| TASK PROMPT |
If a line in the data below contains the word "shift", copy it out.

-=-=-=-=-

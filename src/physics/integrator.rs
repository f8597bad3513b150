//! Moving dynamic bodies: velocity integration one axis at a time,
//! followed by collision resolution, and ground detection with damping.

use super::{
    collision::{self, Surroundings},
    portal, Body, BodyKey, BodyKind, EntitySet, ForceField, WorldParams,
};
use crate::{
    event::EventSink,
    math::{self as m, Axis},
};

/// Advance a dynamic body along one axis.
///
/// Portal transitions are checked first, then the velocity is integrated
/// with semi-implicit Euler, and finally the body is pushed out of any static
/// collider it ended up in, stopping it along this axis.
pub(crate) fn update_position(
    set: &mut EntitySet,
    key: BodyKey,
    axis: Axis,
    dt: f64,
    env: &Surroundings,
    params: &WorldParams,
    forcefield: &dyn ForceField,
    events: &mut impl EventSink,
) {
    let engaged = set
        .get(key)
        .and_then(|b| b.actor())
        .map_or(false, |a| !a.portal.is_out());
    if engaged {
        portal::handle_engaged(set, key, env, params, events);
    }

    let Some(body) = set.get_mut(key) else {
        return;
    };
    // looping through portals can build up a lot of speed
    body.velocity = m::clamp_magnitude(body.velocity, params.max_speed);

    let gravity = forcefield.value_at(body.position());
    let accel = axis.of(body.acceleration) + axis.of(gravity);
    let vel = axis.of_mut(&mut body.velocity);
    *vel += accel * dt;
    let step = *vel * dt;
    body.rect.shift(axis, step);

    let offset = collision::resolve(body, axis, dt, env, params);
    if offset != 0.0 {
        log::trace!("{key:?} pushed by {offset} along {axis:?}");
        *axis.of_mut(&mut body.velocity) = 0.0;
        body.rect.shift(axis, offset);
    }
}

/// Check whether a dynamic body is standing on something
/// and apply ground or air damping accordingly.
///
/// Damping only applies when the body isn't actively moving in the direction
/// it's going, or when it's going faster than it could walk.
pub(crate) fn update_ground(
    set: &mut EntitySet,
    key: BodyKey,
    dt: f64,
    env: &Surroundings,
    params: &WorldParams,
) {
    let Some(body) = set.get_mut(key) else {
        return;
    };
    let on_ground = collision::is_colliding_static(
        body,
        Axis::Vertical,
        dt,
        params.ground_probe,
        env,
        params,
    );
    let facing_x = m::sign(body.facing.x);
    let Body { velocity, kind, .. } = body;
    let BodyKind::Dynamic(actor) = kind else {
        return;
    };
    actor.on_ground = on_ground;
    let p = &actor.params;
    if on_ground {
        velocity.y = 0.0;
        if facing_x != m::sign(velocity.x) || velocity.x.abs() > p.horizontal_ground_speed {
            velocity.x *= p.ground_damping.powf(dt);
        }
        actor.coyote_time_left = p.coyote_time;
    } else {
        if facing_x != m::sign(velocity.x) {
            velocity.x *= p.air_damping.powf(dt);
        }
        actor.coyote_time_left -= dt;
    }
}

/// Kinematic bodies simply move by their velocity.
pub(crate) fn move_kinematic(set: &mut EntitySet, key: BodyKey, dt: f64) {
    if let Some(body) = set.get_mut(key) {
        let step = body.velocity * dt;
        body.rect = body.rect.translated(step);
    }
}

-=-=-=-=-

| ANSWER TO THE PROBLEM |
    body.rect.shift(axis, step);
        body.rect.shift(axis, offset);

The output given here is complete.